2. Prepare the Dredging Station: In a shallow dish or large Ziploc bag, combine the flour, salt, black pepper, paprika, garlic powder, onion powder, and cayenne pepper (if using). Mix well.
3. Dredge the Chicken: Remove one piece of chicken from the buttermilk, letting any excess drip off. Place it into the flour mixture and coat thoroughly, pressing to ensure the flour adheres. Shake off any excess. Repeat with the remaining chicken pieces. For extra crispiness, you can dip the floured chicken back into the buttermilk briefly, then back into the flour mixture for a second coat.
4. Heat the Oil: Pour enough vegetable oil into a large heavy-bottomed pot or Dutch oven to reach about 2-3 inches deep. Heat the oil over medium-high heat to 350-375°F (175-190°C). Use a thermometer to monitor the temperature.
5. Fry the Chicken: Carefully place 1-2 pieces of chicken into the hot oil, ensuring not to overcrowd the pan. Fry for 6-8 minutes per side, or until golden brown, cooked through, and internal temperature reaches 165°F (74°C).
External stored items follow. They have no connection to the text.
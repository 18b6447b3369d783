// SPDX-License-Identifier: BUSL-1.1
// Copyright (c) 2026 Alfred Jean LLC

//! Interactive session manager.
//!
//! Owns the live session set: spawn, stdin writes, key injection, stop
//! with terminate→kill escalation, log paging, exit fan-out, and pruning.
//! Sessions exclusively own their child process; only the manager signals
//! or closes it.

use std::collections::HashMap;
use std::panic::AssertUnwindSafe;
use std::path::PathBuf;
use std::process::Stdio;
use std::sync::atomic::{AtomicU64, Ordering};
use std::sync::Arc;
use std::time::Duration;

use companion_core::{new_hex_id, Clock};
use parking_lot::Mutex;
use tokio::io::AsyncWriteExt;
use tokio::process::{ChildStdin, Command};

use crate::events::{SessionEvent, SessionEventLog, SessionExitSummary};
use crate::exec::pump;
use crate::ring::{RingBuffer, RingSlice};
use crate::session::{LogSlice, LogStream, SessionPage, SessionRecord, SessionStatus, SessionSummary};
use crate::shell::shell_invocation;
use crate::signal::{signal_child, ChildSignal};
use crate::RuntimeError;

/// Grace period between terminate and kill when stopping a session.
pub const STOP_GRACE: Duration = Duration::from_secs(3);

/// Handle returned by [`SessionManager::add_exit_listener`].
pub type ListenerId = u64;

type ExitListener = Arc<dyn Fn(&SessionExitSummary) + Send + Sync>;
type SharedRecord = Arc<Mutex<SessionRecord>>;
type SharedStdin = Arc<tokio::sync::Mutex<Option<ChildStdin>>>;

/// Tunables for the session set.
#[derive(Debug, Clone)]
pub struct SessionManagerConfig {
    /// Maximum live + retained sessions.
    pub max_sessions: usize,
    /// Age after which exited sessions are pruned.
    pub exited_ttl_ms: u64,
}

impl Default for SessionManagerConfig {
    fn default() -> Self {
        Self {
            max_sessions: 200,
            exited_ttl_ms: 3_600_000,
        }
    }
}

/// Parameters for starting a session.
#[derive(Debug, Clone)]
pub struct StartSession {
    /// Pre-generated id, so callers can index the session before spawn.
    pub id: Option<String>,
    pub command: String,
    pub cwd: PathBuf,
    pub timeout_ms: u64,
    pub env: HashMap<String, String>,
}

#[derive(Clone)]
struct SessionHandle {
    record: SharedRecord,
    stdin: SharedStdin,
}

/// The live session set.
pub struct SessionManager {
    sessions: Arc<Mutex<HashMap<String, SessionHandle>>>,
    events: Arc<Mutex<SessionEventLog>>,
    listeners: Arc<Mutex<HashMap<ListenerId, ExitListener>>>,
    next_listener: AtomicU64,
    clock: Arc<dyn Clock>,
    config: SessionManagerConfig,
}

impl SessionManager {
    pub fn new(config: SessionManagerConfig, clock: Arc<dyn Clock>) -> Self {
        Self {
            sessions: Arc::new(Mutex::new(HashMap::new())),
            events: Arc::new(Mutex::new(SessionEventLog::new())),
            listeners: Arc::new(Mutex::new(HashMap::new())),
            next_listener: AtomicU64::new(0),
            clock,
            config,
        }
    }

    /// Spawn an interactive session. Prunes synchronously first so the
    /// set stays bounded.
    pub fn start_session(&self, params: StartSession) -> Result<SessionSummary, RuntimeError> {
        self.prune(1);

        let (program, args) = shell_invocation(&params.command);
        let mut cmd = Command::new(&program);
        cmd.args(&args)
            .envs(&params.env)
            .current_dir(&params.cwd)
            .stdin(Stdio::piped())
            .stdout(Stdio::piped())
            .stderr(Stdio::piped())
            .kill_on_drop(true);

        let mut child = cmd.spawn().map_err(|e| RuntimeError::Spawn(e.to_string()))?;
        let pid = child.id().map(|p| p as i32);
        let id = params.id.filter(|s| !s.is_empty()).unwrap_or_else(new_hex_id);

        let stdout_ring = Arc::new(Mutex::new(RingBuffer::default()));
        let stderr_ring = Arc::new(Mutex::new(RingBuffer::default()));
        let out_task = child.stdout.take().map(|s| pump(s, Arc::clone(&stdout_ring)));
        let err_task = child.stderr.take().map(|s| pump(s, Arc::clone(&stderr_ring)));
        let stdin: SharedStdin = Arc::new(tokio::sync::Mutex::new(child.stdin.take()));

        let record = SessionRecord {
            id: id.clone(),
            command: params.command,
            cwd: params.cwd,
            timeout_ms: params.timeout_ms,
            status: SessionStatus::Running,
            stdout: stdout_ring,
            stderr: stderr_ring,
            timed_out: false,
            exit_code: None,
            started_at: self.clock.now_ms(),
            finished_at: None,
            pid,
        };
        let summary = record.summary();
        let handle = SessionHandle {
            record: Arc::new(Mutex::new(record)),
            stdin: Arc::clone(&stdin),
        };
        self.sessions.lock().insert(id.clone(), handle.clone());

        // Supervise: enforce the timeout, then finalize exactly once.
        let timeout = Duration::from_millis(params.timeout_ms);
        let record = handle.record;
        let events = Arc::clone(&self.events);
        let listeners = Arc::clone(&self.listeners);
        let clock = Arc::clone(&self.clock);
        tokio::spawn(async move {
            let wait = child.wait();
            tokio::pin!(wait);
            let status = tokio::select! {
                status = &mut wait => status.ok(),
                _ = tokio::time::sleep(timeout) => {
                    record.lock().timed_out = true;
                    signal_child(pid, ChildSignal::Terminate);
                    tokio::select! {
                        status = &mut wait => status.ok(),
                        _ = tokio::time::sleep(STOP_GRACE) => {
                            signal_child(pid, ChildSignal::Kill);
                            wait.await.ok()
                        }
                    }
                }
            };

            // Drain output pumps before the exit snapshot is taken
            if let Some(task) = out_task {
                let _ = task.await;
            }
            if let Some(task) = err_task {
                let _ = task.await;
            }
            stdin.lock().await.take();

            let exit_code = status.and_then(|s| s.code()).unwrap_or(-1);
            finalize(&record, exit_code, &clock, &events, &listeners);
        });

        Ok(summary)
    }

    fn handle(&self, id: &str) -> Result<SessionHandle, RuntimeError> {
        self.sessions
            .lock()
            .get(id)
            .cloned()
            .ok_or_else(|| RuntimeError::NotFound(id.to_string()))
    }

    /// Write UTF-8 text to the session's stdin; `submit` appends a newline.
    pub async fn write_to_session(
        &self,
        id: &str,
        text: &str,
        submit: bool,
    ) -> Result<(), RuntimeError> {
        let handle = self.handle(id)?;
        if handle.record.lock().status != SessionStatus::Running {
            return Err(RuntimeError::NotRunning(id.to_string()));
        }

        let mut bytes = text.as_bytes().to_vec();
        if submit {
            bytes.push(b'\n');
        }

        let mut guard = handle.stdin.lock().await;
        let stdin = guard
            .as_mut()
            .ok_or_else(|| RuntimeError::StdinClosed(id.to_string()))?;
        stdin
            .write_all(&bytes)
            .await
            .map_err(|_| RuntimeError::StdinClosed(id.to_string()))?;
        stdin
            .flush()
            .await
            .map_err(|_| RuntimeError::StdinClosed(id.to_string()))?;
        Ok(())
    }

    /// Inject a named key: control signals, stdin close, or literal bytes.
    pub async fn send_keys(&self, id: &str, key: &str) -> Result<(), RuntimeError> {
        let handle = self.handle(id)?;
        let (status, pid) = {
            let record = handle.record.lock();
            (record.status, record.pid)
        };
        if status != SessionStatus::Running {
            return Err(RuntimeError::NotRunning(id.to_string()));
        }

        match key.to_lowercase().as_str() {
            "ctrl-c" => {
                signal_child(pid, ChildSignal::Interrupt);
                Ok(())
            }
            "ctrl-z" => {
                signal_child(pid, ChildSignal::Suspend);
                Ok(())
            }
            "ctrl-d" => {
                handle.stdin.lock().await.take();
                Ok(())
            }
            "enter" => self.write_to_session(id, "\n", false).await,
            "tab" => self.write_to_session(id, "\t", false).await,
            "escape" | "esc" => self.write_to_session(id, "\x1b", false).await,
            other => Err(RuntimeError::UnknownKey(other.to_string())),
        }
    }

    /// Stop a session. Escalates terminate→kill after [`STOP_GRACE`]
    /// unless `force` requests an immediate kill. Idempotent.
    pub fn stop_session(&self, id: &str, force: bool) -> Result<(), RuntimeError> {
        let handle = self.handle(id)?;
        let (status, pid) = {
            let record = handle.record.lock();
            (record.status, record.pid)
        };
        if status != SessionStatus::Running {
            return Ok(());
        }

        if force {
            signal_child(pid, ChildSignal::Kill);
            return Ok(());
        }

        signal_child(pid, ChildSignal::Terminate);
        let record = handle.record;
        tokio::spawn(async move {
            tokio::time::sleep(STOP_GRACE).await;
            let still_running = record.lock().status == SessionStatus::Running;
            if still_running {
                signal_child(pid, ChildSignal::Kill);
            }
        });
        Ok(())
    }

    pub fn get_session(&self, id: &str) -> Option<SessionSummary> {
        let handle = self.sessions.lock().get(id).cloned()?;
        let summary = handle.record.lock().summary();
        Some(summary)
    }

    /// Light snapshots sorted most-recent first, with paging.
    pub fn list_sessions(
        &self,
        status: Option<SessionStatus>,
        offset: usize,
        limit: Option<usize>,
    ) -> SessionPage {
        let limit = limit.unwrap_or(50).clamp(1, 500);
        let mut summaries: Vec<(u64, SessionSummary)> = self
            .sessions
            .lock()
            .values()
            .map(|h| {
                let record = h.record.lock();
                (record.recency(), record.summary())
            })
            .filter(|(_, s)| status.is_none_or(|want| s.status == want))
            .collect();
        summaries.sort_by_key(|(recency, s)| std::cmp::Reverse((*recency, s.started_at)));

        let total = summaries.len();
        let page: Vec<SessionSummary> = summaries
            .into_iter()
            .skip(offset)
            .take(limit)
            .map(|(_, s)| s)
            .collect();
        let has_more = offset + page.len() < total;
        SessionPage {
            sessions: page,
            total,
            offset,
            limit,
            has_more,
        }
    }

    /// Exact slice of one (or both) output streams.
    pub fn get_log(
        &self,
        id: &str,
        stream: LogStream,
        offset: usize,
        limit: usize,
    ) -> Result<LogSlice, RuntimeError> {
        let handle = self.handle(id)?;
        let record = handle.record.lock();
        let slice = |ring: &Arc<Mutex<RingBuffer>>| -> RingSlice { ring.lock().slice(offset, limit) };
        Ok(match stream {
            LogStream::Stdout => LogSlice::Single(slice(&record.stdout)),
            LogStream::Stderr => LogSlice::Single(slice(&record.stderr)),
            LogStream::Both => LogSlice::Both {
                stdout: slice(&record.stdout),
                stderr: slice(&record.stderr),
            },
        })
    }

    /// Session-exit events after the given cursor.
    pub fn list_events(&self, after: u64, limit: Option<usize>) -> Vec<SessionEvent> {
        let limit = limit.unwrap_or(100).clamp(1, 500);
        self.events.lock().list_after(after, limit)
    }

    pub fn latest_cursor(&self) -> u64 {
        self.events.lock().latest_cursor()
    }

    /// Register an exit listener. Listener panics are swallowed.
    pub fn add_exit_listener(
        &self,
        listener: impl Fn(&SessionExitSummary) + Send + Sync + 'static,
    ) -> ListenerId {
        let id = self.next_listener.fetch_add(1, Ordering::SeqCst) + 1;
        self.listeners.lock().insert(id, Arc::new(listener));
        id
    }

    pub fn remove_exit_listener(&self, id: ListenerId) {
        self.listeners.lock().remove(&id);
    }

    /// Drop exited sessions past the TTL, then enforce the cap by
    /// dropping the oldest entries. Running casualties are killed.
    /// `headroom` reserves slots for sessions about to be inserted.
    pub fn prune(&self, headroom: usize) {
        let now = self.clock.now_ms();
        let mut sessions = self.sessions.lock();

        let expired: Vec<String> = sessions
            .iter()
            .filter(|(_, h)| {
                let record = h.record.lock();
                record.status == SessionStatus::Exited
                    && record
                        .finished_at
                        .is_some_and(|at| now.saturating_sub(at) >= self.config.exited_ttl_ms)
            })
            .map(|(id, _)| id.clone())
            .collect();
        for id in expired {
            sessions.remove(&id);
        }

        let cap = self.config.max_sessions.saturating_sub(headroom);
        while sessions.len() > cap {
            let oldest = sessions
                .iter()
                .min_by_key(|(_, h)| h.record.lock().started_at)
                .map(|(id, _)| id.clone());
            let Some(id) = oldest else { break };
            if let Some(handle) = sessions.remove(&id) {
                let record = handle.record.lock();
                if record.status == SessionStatus::Running {
                    signal_child(record.pid, ChildSignal::Kill);
                }
            }
        }
    }

    /// Terminate all running sessions. Used at daemon shutdown.
    pub fn stop_all(&self) {
        let sessions = self.sessions.lock();
        for handle in sessions.values() {
            let record = handle.record.lock();
            if record.status == SessionStatus::Running {
                signal_child(record.pid, ChildSignal::Terminate);
            }
        }
    }

    pub fn session_count(&self) -> usize {
        self.sessions.lock().len()
    }
}

/// Finalize a session exactly once: freeze the record, append the exit
/// event, and fan out to listeners.
fn finalize(
    record: &SharedRecord,
    exit_code: i32,
    clock: &Arc<dyn Clock>,
    events: &Arc<Mutex<SessionEventLog>>,
    listeners: &Arc<Mutex<HashMap<ListenerId, ExitListener>>>,
) {
    let summary = {
        let mut record = record.lock();
        if record.status == SessionStatus::Exited {
            return;
        }
        record.status = SessionStatus::Exited;
        record.exit_code = Some(exit_code);
        let finished = clock.now_ms();
        record.finished_at = Some(finished);
        SessionExitSummary {
            session_id: record.id.clone(),
            command: record.command.clone(),
            cwd: record.cwd.clone(),
            timed_out: record.timed_out,
            exit_code: record.exit_code,
            started_at: record.started_at,
            finished_at: finished,
            duration_ms: finished.saturating_sub(record.started_at),
        }
    };

    events.lock().append(summary.clone());

    let snapshot: Vec<ExitListener> = listeners.lock().values().cloned().collect();
    for listener in snapshot {
        let result = std::panic::catch_unwind(AssertUnwindSafe(|| listener(&summary)));
        if result.is_err() {
            tracing::warn!(session = %summary.session_id, "session exit listener panicked");
        }
    }
}

#[cfg(test)]
#[path = "manager_tests.rs"]
mod tests;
6. Drain and Rest: Remove the fried chicken from the oil and place it on a wire rack set over a baking sheet to drain any excess oil. Season lightly with a pinch of salt if desired. Repeat with remaining chicken.
7. Assemble Sandwiches: Lightly toast the brioche buns. Spread mayonnaise or spicy mayo on both sides of each bun. Place a piece of fried chicken on the bottom bun. Top with lettuce, tomato (if using), and pickle chips. Cover with the top bun and serve immediately.
Chef’s Notes: For extra crispy chicken, ensure the oil is at the correct temperature and don’t overcrowd the pan. Marinating the chicken in buttermilk helps tenderize it and adds flavor.